En este sentido, el razonamiento asistido por herramientas no es solo una cuestión técnica. Es también una cuestión de diseño institucional. ¿Permitiremos que las IAs escolares razonen con scratchpad? ¿Que los asistentes jurídicos consulten módulos de lógica? ¿Que los sistemas de diagnóstico médico escriban código para simular escenarios? Cada una de esas decisiones marca una diferencia estructural entre un modelo que responde y uno que planifica, entre uno que adivina y uno que comprueba.

Pensar no es responder

Quizás la idea más subversiva que deja flotando este trabajo no es técnica, ni experimental, ni filosófica. Es una intuición simple: pensar no es responder. Durante mucho tiempo, evaluamos a los modelos de IA según su capacidad para dar respuestas correctas, rápidas, directas. Pero razonar —como lo sabe cualquier docente, cualquier programador, cualquier científico— rara vez es un camino lineal. Se prueba, se equivoca, se reformula, se afina.

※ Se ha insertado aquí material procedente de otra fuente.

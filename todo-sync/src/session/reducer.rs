//! Pure update function for the sync client.
//!
//! `reduce(state, event) -> (state, effects)` performs no I/O. The runtime
//! executes the returned effects and feeds their completions back in as
//! events, so every state change is visible and testable here.

use tracing::{debug, warn};

use crate::session::error::SyncError;
use crate::session::manager::{ListsTicket, SessionContext, SessionManager};
use crate::session::protocol::{
    ChangeAction, ChannelNotification, ListId, Task, TaskDraft, TaskId, TaskPatch, TodoList,
};
use crate::session::reconcile::{FetchOutcome, FetchTicket, ReconcileEngine};
use crate::session::view::TaskView;

/// A user-initiated change sent to the server
#[derive(Debug, Clone, PartialEq, Eq)]
pub enum Mutation {
    AddTask {
        list: ListId,
        draft: TaskDraft,
    },
    /// Natural-language add; parsed by the server before the task is created
    AddParsedTask {
        list: ListId,
        text: String,
    },
    UpdateTask {
        list: ListId,
        task: TaskId,
        patch: TaskPatch,
    },
    DeleteTask {
        list: ListId,
        task: TaskId,
    },
    /// Full proposed order of the list
    ReorderTasks {
        list: ListId,
        task_ids: Vec<TaskId>,
    },
    CreateList {
        name: String,
    },
    DeleteList {
        list: ListId,
    },
}

impl Mutation {
    /// Client-side checks; a rejected mutation never reaches the server
    pub fn validate(&self) -> Result<(), SyncError> {
        match self {
            Mutation::AddTask { draft, .. } if draft.text.trim().is_empty() => {
                Err(SyncError::Validation("task text is empty".into()))
            }
            Mutation::AddParsedTask { text, .. } if text.trim().is_empty() => {
                Err(SyncError::Validation("task text is empty".into()))
            }
            Mutation::UpdateTask { patch, .. } if patch.is_empty() => {
                Err(SyncError::Validation("update changes nothing".into()))
            }
            Mutation::UpdateTask { patch, .. }
                if patch.text.as_deref().is_some_and(|t| t.trim().is_empty()) =>
            {
                Err(SyncError::Validation("task text is empty".into()))
            }
            Mutation::ReorderTasks { task_ids, .. } => {
                if task_ids.is_empty() {
                    return Err(SyncError::Validation("reorder needs at least one task".into()));
                }
                let mut seen = std::collections::HashSet::new();
                if let Some(dup) = task_ids.iter().find(|id| !seen.insert(**id)) {
                    return Err(SyncError::Validation(format!(
                        "task {} appears twice in the new order",
                        dup
                    )));
                }
                Ok(())
            }
            Mutation::CreateList { name } if name.trim().is_empty() => {
                Err(SyncError::Validation("list name is empty".into()))
            }
            _ => Ok(()),
        }
    }

    /// List and change tag to notify once the server acknowledges a task mutation
    pub fn task_change(&self) -> Option<(ListId, ChangeAction)> {
        match self {
            Mutation::AddTask { list, .. } | Mutation::AddParsedTask { list, .. } => {
                Some((*list, ChangeAction::Add))
            }
            Mutation::UpdateTask { list, .. } | Mutation::ReorderTasks { list, .. } => {
                Some((*list, ChangeAction::Update))
            }
            Mutation::DeleteTask { list, .. } => Some((*list, ChangeAction::Delete)),
            Mutation::CreateList { .. } | Mutation::DeleteList { .. } => None,
        }
    }
}

impl std::fmt::Display for Mutation {
    fn fmt(&self, f: &mut std::fmt::Formatter<'_>) -> std::fmt::Result {
        match self {
            Mutation::AddTask { list, draft } => write!(f, "add '{}' to list {}", draft.text, list),
            Mutation::AddParsedTask { list, text } => write!(f, "add '{}' to list {}", text, list),
            Mutation::UpdateTask { task, .. } => write!(f, "update task {}", task),
            Mutation::DeleteTask { task, .. } => write!(f, "delete task {}", task),
            Mutation::ReorderTasks { list, .. } => write!(f, "reorder list {}", list),
            Mutation::CreateList { name } => write!(f, "create list '{}'", name),
            Mutation::DeleteList { list } => write!(f, "delete list {}", list),
        }
    }
}

/// What the UI layer is told
#[derive(Debug, Clone, PartialEq, Eq)]
pub enum ViewUpdate {
    SignedIn { username: String },
    /// Explicit logout
    SignedOut,
    /// The session was ended by an authentication failure
    AuthFailed(String),
    ListsChanged(Vec<TodoList>),
    ListSelected { list: ListId, name: Option<String> },
    SelectionCleared,
    /// A new authoritative task set for the selected list
    TasksChanged(TaskView),
    /// The server accepted a mutation; a re-fetch follows
    Acknowledged(Mutation),
    Error(String),
}

#[derive(Debug, Clone, PartialEq, Eq)]
pub enum Event {
    SignedIn {
        username: String,
    },
    SignedOut,
    /// A new sign-in is taking over; the cached credentials already belong to it
    SessionReplaced,
    SelectList(ListId),
    Notify {
        list: ListId,
        action: ChangeAction,
    },
    /// Push notification scoped to the subscribed list
    Remote(ChannelNotification),
    ChannelConnected,
    ChannelDisconnected,
    ListsFetched {
        ticket: ListsTicket,
        result: Result<Vec<TodoList>, SyncError>,
    },
    TasksFetched {
        ticket: FetchTicket,
        result: Result<Vec<Task>, SyncError>,
    },
    Mutate(Mutation),
    MutationFinished {
        mutation: Mutation,
        result: Result<(), SyncError>,
    },
}

#[derive(Debug, Clone, PartialEq, Eq)]
pub enum Effect {
    Join(ListId),
    Leave(ListId),
    FetchLists(ListsTicket),
    FetchTasks(FetchTicket),
    Submit(Mutation),
    /// Drop the token and the push channel of the ended session
    CloseSession,
    ClearCredentials,
    Render(ViewUpdate),
}

/// Fetch tickets among a batch of effects, in order
pub fn fetch_tickets(effects: &[Effect]) -> Vec<FetchTicket> {
    effects
        .iter()
        .filter_map(|e| match e {
            Effect::FetchTasks(ticket) => Some(*ticket),
            _ => None,
        })
        .collect()
}

#[derive(Debug, Default)]
pub struct ClientState {
    pub manager: SessionManager,
    pub engine: ReconcileEngine,
}

impl ClientState {
    pub fn new() -> Self {
        Self::default()
    }

    pub fn context(&self) -> &SessionContext {
        self.manager.context()
    }

    /// Rendered tasks of the selected list, if any have been applied
    pub fn view(&self) -> Option<&TaskView> {
        self.engine.view(self.manager.context())
    }

    fn handle(&mut self, event: Event) -> Vec<Effect> {
        if !self.context().is_signed_in() && needs_session(&event) {
            debug!(?event, "ignoring event while signed out");
            return Vec::new();
        }

        match event {
            Event::SignedIn { username } => {
                self.manager.sign_in(&username);
                vec![
                    Effect::FetchLists(self.manager.request_lists()),
                    Effect::Render(ViewUpdate::SignedIn { username }),
                ]
            }

            Event::SignedOut => {
                let mut effects = self.end_session();
                effects.push(Effect::ClearCredentials);
                effects.push(Effect::Render(ViewUpdate::SignedOut));
                effects
            }

            Event::SessionReplaced => {
                let mut effects = self.end_session();
                effects.push(Effect::Render(ViewUpdate::SignedOut));
                effects
            }

            Event::SelectList(list) => {
                let before = self.manager.current_list();
                let mut effects = self.manager.select_list(&mut self.engine, list);
                if before != Some(list) {
                    let name = self.context().list_name(list).map(str::to_string);
                    effects.push(Effect::Render(ViewUpdate::ListSelected { list, name }));
                }
                effects
            }

            Event::Notify { list, action } => self.notify(list, action),

            Event::Remote(ChannelNotification::TaskUpdate { action }) => {
                match self.context().subscribed() {
                    Some(list) => self.notify(list, action),
                    None => {
                        debug!(%action, "task update without a subscription");
                        Vec::new()
                    }
                }
            }

            Event::Remote(ChannelNotification::ListUpdate { .. }) => {
                vec![Effect::FetchLists(self.manager.request_lists())]
            }

            Event::ChannelConnected => self.manager.on_connected(&mut self.engine),

            Event::ChannelDisconnected => {
                self.manager.on_disconnected();
                Vec::new()
            }

            Event::ListsFetched { ticket, .. } if !self.manager.is_current_lists(ticket) => {
                debug!(request = ticket.request, "dropping stale list set");
                Vec::new()
            }

            Event::ListsFetched {
                ticket,
                result: Ok(lists),
            } => {
                let Some(mut effects) = self.manager.apply_lists(ticket, lists.clone()) else {
                    return Vec::new();
                };
                if effects.iter().any(|e| matches!(e, Effect::Leave(_))) {
                    effects.push(Effect::Render(ViewUpdate::SelectionCleared));
                }
                effects.push(Effect::Render(ViewUpdate::ListsChanged(lists)));
                effects
            }

            // The list set is the root of the session; without it the view
            // would silently go stale, so any failure ends the session.
            Event::ListsFetched { result: Err(e), .. } => {
                self.fail_session(format!("Failed to fetch lists: {}", e))
            }

            Event::TasksFetched { ticket, result } => {
                let resolution = self
                    .engine
                    .resolve(self.manager.context(), ticket, result);
                let mut effects = match resolution.outcome {
                    FetchOutcome::Applied => match self.view() {
                        Some(view) => vec![Effect::Render(ViewUpdate::TasksChanged(view.clone()))],
                        None => Vec::new(),
                    },
                    FetchOutcome::Stale => Vec::new(),
                    FetchOutcome::Failed(e) if e.is_auth() => return self.fail_session(e.to_string()),
                    FetchOutcome::Failed(e) => vec![Effect::Render(ViewUpdate::Error(format!(
                        "Failed to fetch tasks for list {}: {}",
                        ticket.list, e
                    )))],
                };
                if let Some(follow_up) = resolution.follow_up {
                    effects.push(Effect::FetchTasks(follow_up));
                }
                effects
            }

            Event::Mutate(mutation) => match mutation.validate() {
                Ok(()) => vec![Effect::Submit(mutation)],
                Err(e) => vec![Effect::Render(ViewUpdate::Error(format!(
                    "Cannot {}: {}",
                    mutation, e
                )))],
            },

            Event::MutationFinished {
                mutation,
                result: Ok(()),
            } => self.acknowledge(mutation),

            Event::MutationFinished {
                result: Err(e), ..
            } if e.is_auth() => self.fail_session(e.to_string()),

            Event::MutationFinished {
                mutation,
                result: Err(e),
            } => {
                warn!(%mutation, error = %e, "mutation failed");
                vec![Effect::Render(ViewUpdate::Error(format!(
                    "Failed to {}: {}",
                    mutation, e
                )))]
            }
        }
    }

    fn notify(&mut self, list: ListId, action: ChangeAction) -> Vec<Effect> {
        self.engine
            .notify(self.manager.context(), list, action)
            .map(Effect::FetchTasks)
            .into_iter()
            .collect()
    }

    /// Server accepted a mutation: re-fetch instead of patching locally
    fn acknowledge(&mut self, mutation: Mutation) -> Vec<Effect> {
        let mut effects = vec![Effect::Render(ViewUpdate::Acknowledged(mutation.clone()))];

        if let Some((list, action)) = mutation.task_change() {
            effects.extend(self.notify(list, action));
            return effects;
        }

        if let Mutation::DeleteList { list } = mutation {
            if self.manager.current_list() == Some(list) {
                effects.extend(self.manager.clear_selection());
                effects.push(Effect::Render(ViewUpdate::SelectionCleared));
            }
        }
        effects.push(Effect::FetchLists(self.manager.request_lists()));
        effects
    }

    fn end_session(&mut self) -> Vec<Effect> {
        let mut effects = self.manager.sign_out();
        self.engine.reset();
        effects.push(Effect::CloseSession);
        effects
    }

    fn fail_session(&mut self, reason: String) -> Vec<Effect> {
        warn!(%reason, "ending session");
        let mut effects = self.end_session();
        effects.push(Effect::ClearCredentials);
        effects.push(Effect::Render(ViewUpdate::AuthFailed(reason)));
        effects
    }
}

/// Events that only make sense inside a signed-in session
fn needs_session(event: &Event) -> bool {
    !matches!(
        event,
        Event::SignedIn { .. } | Event::ChannelConnected | Event::ChannelDisconnected
    )
}

/// Pure reducer: apply one event and return the effects to execute
pub fn reduce(mut state: ClientState, event: Event) -> (ClientState, Vec<Effect>) {
    let effects = state.handle(event);
    (state, effects)
}
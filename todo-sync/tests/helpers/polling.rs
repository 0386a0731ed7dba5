//! Bounded waits on a running sync runtime.

#![allow(dead_code)]

use std::fmt;
use std::time::{Duration, Instant};

use tokio::sync::broadcast::{self, error::RecvError};

use todo_sync_lib::session::reducer::ViewUpdate;
use todo_sync_lib::session::runtime::{Snapshot, SyncHandle};

pub const WAIT: Duration = Duration::from_secs(5);

const INITIAL_DELAY_MS: u64 = 5;
const MAX_DELAY_MS: u64 = 100;

/// Error returned when a condition never held
#[derive(Debug)]
pub struct WaitError {
    what: String,
    attempts: u32,
    waited: Duration,
    last: String,
}

impl fmt::Display for WaitError {
    fn fmt(&self, f: &mut fmt::Formatter<'_>) -> fmt::Result {
        write!(
            f,
            "Timed out after {} attempts over {:?} waiting for {}. Last seen: {}",
            self.attempts, self.waited, self.what, self.last
        )
    }
}

impl std::error::Error for WaitError {}

/// Poll `f` with exponential backoff (5ms doubling to 100ms) until it yields a value.
pub async fn poll_until<T, F>(what: &str, timeout: Duration, mut f: F) -> Result<T, WaitError>
where
    F: FnMut() -> Result<T, String>,
{
    let start = Instant::now();
    let mut delay = Duration::from_millis(INITIAL_DELAY_MS);
    let mut attempts = 0;

    loop {
        attempts += 1;
        let last = match f() {
            Ok(value) => return Ok(value),
            Err(last) => last,
        };

        let remaining = timeout.saturating_sub(start.elapsed());
        if remaining.is_zero() {
            return Err(WaitError {
                what: what.to_string(),
                attempts,
                waited: start.elapsed(),
                last,
            });
        }

        tokio::time::sleep(delay.min(remaining)).await;
        delay = (delay * 2).min(Duration::from_millis(MAX_DELAY_MS));
    }
}

/// Wait until the runtime's snapshot satisfies `pred`
pub async fn snapshot_where<F>(handle: &SyncHandle, what: &str, pred: F) -> Snapshot
where
    F: Fn(&Snapshot) -> bool,
{
    poll_until(what, WAIT, || {
        let snapshot = handle.snapshot();
        if pred(&snapshot) {
            Ok(snapshot)
        } else {
            Err(format!("{:?}", snapshot))
        }
    })
    .await
    .unwrap_or_else(|e| panic!("{}", e))
}

/// Task texts with completion flags of the rendered list, if any
pub fn rendered(snapshot: &Snapshot) -> Option<Vec<(String, bool)>> {
    snapshot.view.as_ref().map(|view| {
        view.tasks
            .iter()
            .map(|t| (t.text.clone(), t.completed))
            .collect()
    })
}

/// Next update `pick` accepts, skipping everything else
pub async fn next_update<T>(
    updates: &mut broadcast::Receiver<ViewUpdate>,
    what: &str,
    mut pick: impl FnMut(&ViewUpdate) -> Option<T>,
) -> T {
    let waited = tokio::time::timeout(WAIT, async {
        loop {
            match updates.recv().await {
                Ok(update) => {
                    if let Some(value) = pick(&update) {
                        return value;
                    }
                }
                Err(RecvError::Lagged(_)) => continue,
                Err(RecvError::Closed) => panic!("runtime stopped while waiting for {}", what),
            }
        }
    })
    .await;
    waited.unwrap_or_else(|_| panic!("Timed out waiting for {}", what))
}
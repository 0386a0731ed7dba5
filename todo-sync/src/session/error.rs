//! Error taxonomy for the sync client.
//!
//! A stale fetch result is deliberately absent here: it is not a failure and
//! is reported as [`crate::session::reconcile::FetchOutcome::Stale`].

use thiserror::Error;

#[derive(Debug, Clone, PartialEq, Eq, Error)]
pub enum SyncError {
    /// Network, socket, timeout or server-side (5xx) failure
    #[error("transport error: {0}")]
    Transport(String),

    /// 401 from any authenticated call; ends the session
    #[error("not authorized: {0}")]
    Auth(String),

    /// Malformed or rejected mutation; surfaced to the user, never retried
    #[error("invalid request: {0}")]
    Validation(String),
}

impl SyncError {
    pub fn is_auth(&self) -> bool {
        matches!(self, SyncError::Auth(_))
    }
}

impl From<reqwest::Error> for SyncError {
    fn from(e: reqwest::Error) -> Self {
        if e.status() == Some(reqwest::StatusCode::UNAUTHORIZED) {
            SyncError::Auth(e.to_string())
        } else if e.is_decode() {
            SyncError::Transport(format!("unexpected response body: {}", e))
        } else {
            SyncError::Transport(e.to_string())
        }
    }
}
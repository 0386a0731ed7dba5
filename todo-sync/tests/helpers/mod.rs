pub mod fake_server;
pub mod polling;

Cuando los modelos se equivocan menos al pensar con herramientas, no es porque se hayan vuelto más listos. Es porque el pensamiento dejó de ser un flujo continuo de texto y se volvió una coreografía de operaciones. Un ir y venir entre intuición y verificación, entre ideas vagas y códigos concretos, entre pasos inciertos y órdenes claras. Esa es, desde siempre, la estructura de toda inteligencia funcional.

Y si las máquinas están empezando a entrar en ese juego, lo importante no es si nos superan, nos igualan o nos imitan. Lo importante es cómo configuramos el espacio donde pensamos juntos. Qué reglas les damos. Qué recursos les abrimos. Qué límites les marcamos. Y qué tareas les dejamos resolver.

Pensar no es una ilusión. Pero es un acto frágil, distribuido, ensamblado. Y como todo acto ensamblado, su eficacia depende del entorno que lo sostiene.